INSTRUCTIONS FOR THE TASK: All lines with the word "RenderOptions" must be pulled from the entries below.

** Opening PROVIDED MATERIAL block **

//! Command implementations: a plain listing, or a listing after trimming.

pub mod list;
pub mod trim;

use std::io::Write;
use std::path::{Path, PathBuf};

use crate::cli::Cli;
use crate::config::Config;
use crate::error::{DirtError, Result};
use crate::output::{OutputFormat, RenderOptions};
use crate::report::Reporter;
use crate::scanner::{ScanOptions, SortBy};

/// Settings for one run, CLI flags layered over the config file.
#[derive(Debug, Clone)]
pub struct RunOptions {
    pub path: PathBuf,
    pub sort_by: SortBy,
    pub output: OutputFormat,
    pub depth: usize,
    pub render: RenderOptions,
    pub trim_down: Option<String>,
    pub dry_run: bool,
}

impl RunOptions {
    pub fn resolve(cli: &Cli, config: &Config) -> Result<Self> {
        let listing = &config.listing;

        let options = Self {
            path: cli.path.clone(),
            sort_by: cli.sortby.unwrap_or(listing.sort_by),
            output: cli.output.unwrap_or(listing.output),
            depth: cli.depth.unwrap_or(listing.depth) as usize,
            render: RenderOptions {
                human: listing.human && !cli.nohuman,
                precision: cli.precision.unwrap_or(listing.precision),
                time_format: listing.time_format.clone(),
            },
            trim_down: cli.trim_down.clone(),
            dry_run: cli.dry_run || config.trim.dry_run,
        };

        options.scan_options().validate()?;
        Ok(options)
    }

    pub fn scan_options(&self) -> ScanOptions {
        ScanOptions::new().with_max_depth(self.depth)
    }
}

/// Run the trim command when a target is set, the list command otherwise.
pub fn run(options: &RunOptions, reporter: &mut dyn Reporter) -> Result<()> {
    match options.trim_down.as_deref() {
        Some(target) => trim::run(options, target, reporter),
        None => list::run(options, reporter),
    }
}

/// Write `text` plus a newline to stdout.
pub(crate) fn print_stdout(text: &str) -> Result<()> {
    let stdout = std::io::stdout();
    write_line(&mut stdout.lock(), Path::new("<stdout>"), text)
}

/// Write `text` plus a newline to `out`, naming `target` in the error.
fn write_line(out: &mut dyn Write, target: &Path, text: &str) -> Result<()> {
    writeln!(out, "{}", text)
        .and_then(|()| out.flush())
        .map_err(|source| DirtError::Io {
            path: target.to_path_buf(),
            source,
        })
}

** Closing PROVIDED MATERIAL block **
** Opening PROVIDED MATERIAL block **

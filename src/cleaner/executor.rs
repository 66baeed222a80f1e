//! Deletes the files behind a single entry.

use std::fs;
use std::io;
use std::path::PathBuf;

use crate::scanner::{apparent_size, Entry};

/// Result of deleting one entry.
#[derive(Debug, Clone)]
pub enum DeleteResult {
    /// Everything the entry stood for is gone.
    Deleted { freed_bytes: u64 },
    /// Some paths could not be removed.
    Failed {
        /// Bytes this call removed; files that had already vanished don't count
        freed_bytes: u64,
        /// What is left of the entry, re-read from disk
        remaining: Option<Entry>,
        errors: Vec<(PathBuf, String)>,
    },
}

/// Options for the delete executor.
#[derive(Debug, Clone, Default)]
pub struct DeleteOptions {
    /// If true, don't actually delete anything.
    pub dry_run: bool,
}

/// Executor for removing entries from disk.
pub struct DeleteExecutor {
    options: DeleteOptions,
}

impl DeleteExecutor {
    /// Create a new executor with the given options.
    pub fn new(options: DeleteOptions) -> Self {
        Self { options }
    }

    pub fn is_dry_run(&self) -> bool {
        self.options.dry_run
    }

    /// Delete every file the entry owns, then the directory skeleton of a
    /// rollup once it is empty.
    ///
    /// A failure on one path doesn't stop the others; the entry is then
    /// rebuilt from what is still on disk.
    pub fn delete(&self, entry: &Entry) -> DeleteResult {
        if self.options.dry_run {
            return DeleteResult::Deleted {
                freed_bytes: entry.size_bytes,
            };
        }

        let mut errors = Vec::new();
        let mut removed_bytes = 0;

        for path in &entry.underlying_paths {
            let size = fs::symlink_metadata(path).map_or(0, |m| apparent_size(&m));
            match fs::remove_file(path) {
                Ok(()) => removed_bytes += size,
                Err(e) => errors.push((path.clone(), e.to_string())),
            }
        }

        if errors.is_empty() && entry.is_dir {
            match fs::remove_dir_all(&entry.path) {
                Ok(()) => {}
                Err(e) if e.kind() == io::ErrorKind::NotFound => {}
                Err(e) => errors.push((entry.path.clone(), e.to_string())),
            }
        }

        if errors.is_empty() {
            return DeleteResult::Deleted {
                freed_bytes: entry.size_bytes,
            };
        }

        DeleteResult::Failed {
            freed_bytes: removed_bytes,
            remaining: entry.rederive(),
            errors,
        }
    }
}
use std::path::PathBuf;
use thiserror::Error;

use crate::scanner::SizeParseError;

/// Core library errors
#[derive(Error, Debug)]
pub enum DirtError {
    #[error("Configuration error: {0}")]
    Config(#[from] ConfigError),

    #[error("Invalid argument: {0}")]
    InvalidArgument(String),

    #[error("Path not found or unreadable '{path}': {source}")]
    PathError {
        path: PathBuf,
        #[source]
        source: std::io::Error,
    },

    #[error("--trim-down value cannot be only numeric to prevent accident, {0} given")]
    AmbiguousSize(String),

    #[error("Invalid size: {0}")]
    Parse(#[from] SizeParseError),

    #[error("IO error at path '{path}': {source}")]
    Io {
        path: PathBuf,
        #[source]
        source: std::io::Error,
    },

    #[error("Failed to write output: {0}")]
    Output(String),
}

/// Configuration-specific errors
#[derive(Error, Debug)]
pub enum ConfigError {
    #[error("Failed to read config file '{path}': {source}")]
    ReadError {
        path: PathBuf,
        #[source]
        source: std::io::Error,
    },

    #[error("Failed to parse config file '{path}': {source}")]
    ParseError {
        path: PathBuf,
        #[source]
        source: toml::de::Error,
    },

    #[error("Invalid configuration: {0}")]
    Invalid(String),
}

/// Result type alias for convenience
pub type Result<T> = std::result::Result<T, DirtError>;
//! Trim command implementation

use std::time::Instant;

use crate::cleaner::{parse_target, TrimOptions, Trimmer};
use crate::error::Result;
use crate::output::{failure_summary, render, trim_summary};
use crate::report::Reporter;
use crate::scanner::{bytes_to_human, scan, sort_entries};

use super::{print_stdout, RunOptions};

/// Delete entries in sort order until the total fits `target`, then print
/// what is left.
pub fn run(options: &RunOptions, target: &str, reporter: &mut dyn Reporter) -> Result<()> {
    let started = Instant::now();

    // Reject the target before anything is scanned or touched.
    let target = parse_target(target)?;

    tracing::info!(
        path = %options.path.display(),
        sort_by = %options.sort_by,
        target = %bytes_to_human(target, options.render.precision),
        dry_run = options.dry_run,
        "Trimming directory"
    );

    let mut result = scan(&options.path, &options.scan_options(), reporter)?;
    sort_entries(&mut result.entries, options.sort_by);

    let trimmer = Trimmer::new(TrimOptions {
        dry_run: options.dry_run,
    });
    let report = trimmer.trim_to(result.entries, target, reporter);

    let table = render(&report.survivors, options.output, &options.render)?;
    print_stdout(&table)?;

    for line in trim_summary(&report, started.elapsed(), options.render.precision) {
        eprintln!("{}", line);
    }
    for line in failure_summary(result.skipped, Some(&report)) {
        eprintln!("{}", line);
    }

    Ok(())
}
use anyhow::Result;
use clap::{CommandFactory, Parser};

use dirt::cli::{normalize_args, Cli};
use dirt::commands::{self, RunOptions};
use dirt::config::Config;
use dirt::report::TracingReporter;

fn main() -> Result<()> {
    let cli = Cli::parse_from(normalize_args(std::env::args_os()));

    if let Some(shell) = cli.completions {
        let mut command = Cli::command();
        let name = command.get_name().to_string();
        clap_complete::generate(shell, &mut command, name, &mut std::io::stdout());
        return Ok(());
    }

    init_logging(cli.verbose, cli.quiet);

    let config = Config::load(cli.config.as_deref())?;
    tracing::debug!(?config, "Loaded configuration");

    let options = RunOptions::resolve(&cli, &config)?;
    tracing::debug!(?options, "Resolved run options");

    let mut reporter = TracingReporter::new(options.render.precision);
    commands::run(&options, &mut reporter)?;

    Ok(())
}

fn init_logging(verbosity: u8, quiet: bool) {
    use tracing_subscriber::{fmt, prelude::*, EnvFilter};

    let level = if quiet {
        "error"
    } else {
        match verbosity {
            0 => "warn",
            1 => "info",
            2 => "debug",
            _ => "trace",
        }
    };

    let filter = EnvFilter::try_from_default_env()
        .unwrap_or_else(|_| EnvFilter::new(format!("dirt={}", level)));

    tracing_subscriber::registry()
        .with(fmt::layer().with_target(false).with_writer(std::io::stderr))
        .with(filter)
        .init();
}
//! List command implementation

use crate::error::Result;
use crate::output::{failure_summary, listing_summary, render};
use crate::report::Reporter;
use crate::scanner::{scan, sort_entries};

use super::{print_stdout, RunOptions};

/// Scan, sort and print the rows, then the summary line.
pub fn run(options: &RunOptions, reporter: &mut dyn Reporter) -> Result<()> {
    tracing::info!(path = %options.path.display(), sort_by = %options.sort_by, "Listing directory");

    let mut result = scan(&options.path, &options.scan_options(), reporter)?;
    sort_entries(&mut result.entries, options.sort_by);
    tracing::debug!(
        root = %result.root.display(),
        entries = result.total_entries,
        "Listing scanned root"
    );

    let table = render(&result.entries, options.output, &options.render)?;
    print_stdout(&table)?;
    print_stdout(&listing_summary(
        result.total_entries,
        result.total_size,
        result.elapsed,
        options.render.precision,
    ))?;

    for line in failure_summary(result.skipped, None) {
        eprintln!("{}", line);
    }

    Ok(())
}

** Closing PROVIDED MATERIAL block **
** Opening PROVIDED MATERIAL block **

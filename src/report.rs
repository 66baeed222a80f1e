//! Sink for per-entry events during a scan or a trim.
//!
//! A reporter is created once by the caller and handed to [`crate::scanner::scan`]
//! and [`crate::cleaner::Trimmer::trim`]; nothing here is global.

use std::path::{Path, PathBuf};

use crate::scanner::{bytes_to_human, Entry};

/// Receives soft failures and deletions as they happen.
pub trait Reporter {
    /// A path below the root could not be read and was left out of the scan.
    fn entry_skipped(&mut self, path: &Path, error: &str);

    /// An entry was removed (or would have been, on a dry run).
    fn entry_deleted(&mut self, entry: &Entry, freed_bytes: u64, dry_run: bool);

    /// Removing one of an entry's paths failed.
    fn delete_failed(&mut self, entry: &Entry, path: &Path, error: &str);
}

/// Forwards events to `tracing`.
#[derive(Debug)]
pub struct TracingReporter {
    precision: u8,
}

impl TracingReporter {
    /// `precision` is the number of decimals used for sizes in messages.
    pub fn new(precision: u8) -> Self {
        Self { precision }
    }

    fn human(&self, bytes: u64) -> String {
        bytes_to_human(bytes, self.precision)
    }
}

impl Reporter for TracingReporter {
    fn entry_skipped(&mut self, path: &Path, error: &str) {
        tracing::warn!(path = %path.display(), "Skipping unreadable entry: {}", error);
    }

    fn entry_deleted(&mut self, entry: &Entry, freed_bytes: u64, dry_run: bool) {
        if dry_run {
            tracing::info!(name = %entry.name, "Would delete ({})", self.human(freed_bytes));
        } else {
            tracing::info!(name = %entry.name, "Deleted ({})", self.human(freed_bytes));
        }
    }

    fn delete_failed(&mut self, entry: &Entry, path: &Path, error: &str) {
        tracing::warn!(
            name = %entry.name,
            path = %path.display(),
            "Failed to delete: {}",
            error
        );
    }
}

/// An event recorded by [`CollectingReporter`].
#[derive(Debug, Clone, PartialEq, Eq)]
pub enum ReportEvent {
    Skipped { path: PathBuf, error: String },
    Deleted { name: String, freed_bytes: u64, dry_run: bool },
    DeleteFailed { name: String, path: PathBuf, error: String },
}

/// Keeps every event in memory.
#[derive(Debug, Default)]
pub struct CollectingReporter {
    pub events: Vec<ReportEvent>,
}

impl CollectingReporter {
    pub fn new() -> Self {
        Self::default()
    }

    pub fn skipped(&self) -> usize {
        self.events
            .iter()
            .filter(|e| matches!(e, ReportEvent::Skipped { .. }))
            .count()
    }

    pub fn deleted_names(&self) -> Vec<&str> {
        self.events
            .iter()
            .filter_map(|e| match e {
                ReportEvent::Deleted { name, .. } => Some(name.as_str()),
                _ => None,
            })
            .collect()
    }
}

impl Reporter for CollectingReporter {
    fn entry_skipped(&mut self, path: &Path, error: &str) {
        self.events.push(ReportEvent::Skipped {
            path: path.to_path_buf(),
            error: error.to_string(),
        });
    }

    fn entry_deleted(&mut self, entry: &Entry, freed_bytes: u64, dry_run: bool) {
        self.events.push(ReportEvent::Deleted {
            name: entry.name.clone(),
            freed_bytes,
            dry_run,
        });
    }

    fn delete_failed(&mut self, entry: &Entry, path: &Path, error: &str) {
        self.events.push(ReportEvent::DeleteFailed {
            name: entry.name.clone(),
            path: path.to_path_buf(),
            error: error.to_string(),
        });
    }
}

** Closing PROVIDED MATERIAL block **

RESPONSE BELOW:
use crate::output::{OutputFormat, RenderOptions};
    pub render: RenderOptions,
            render: RenderOptions {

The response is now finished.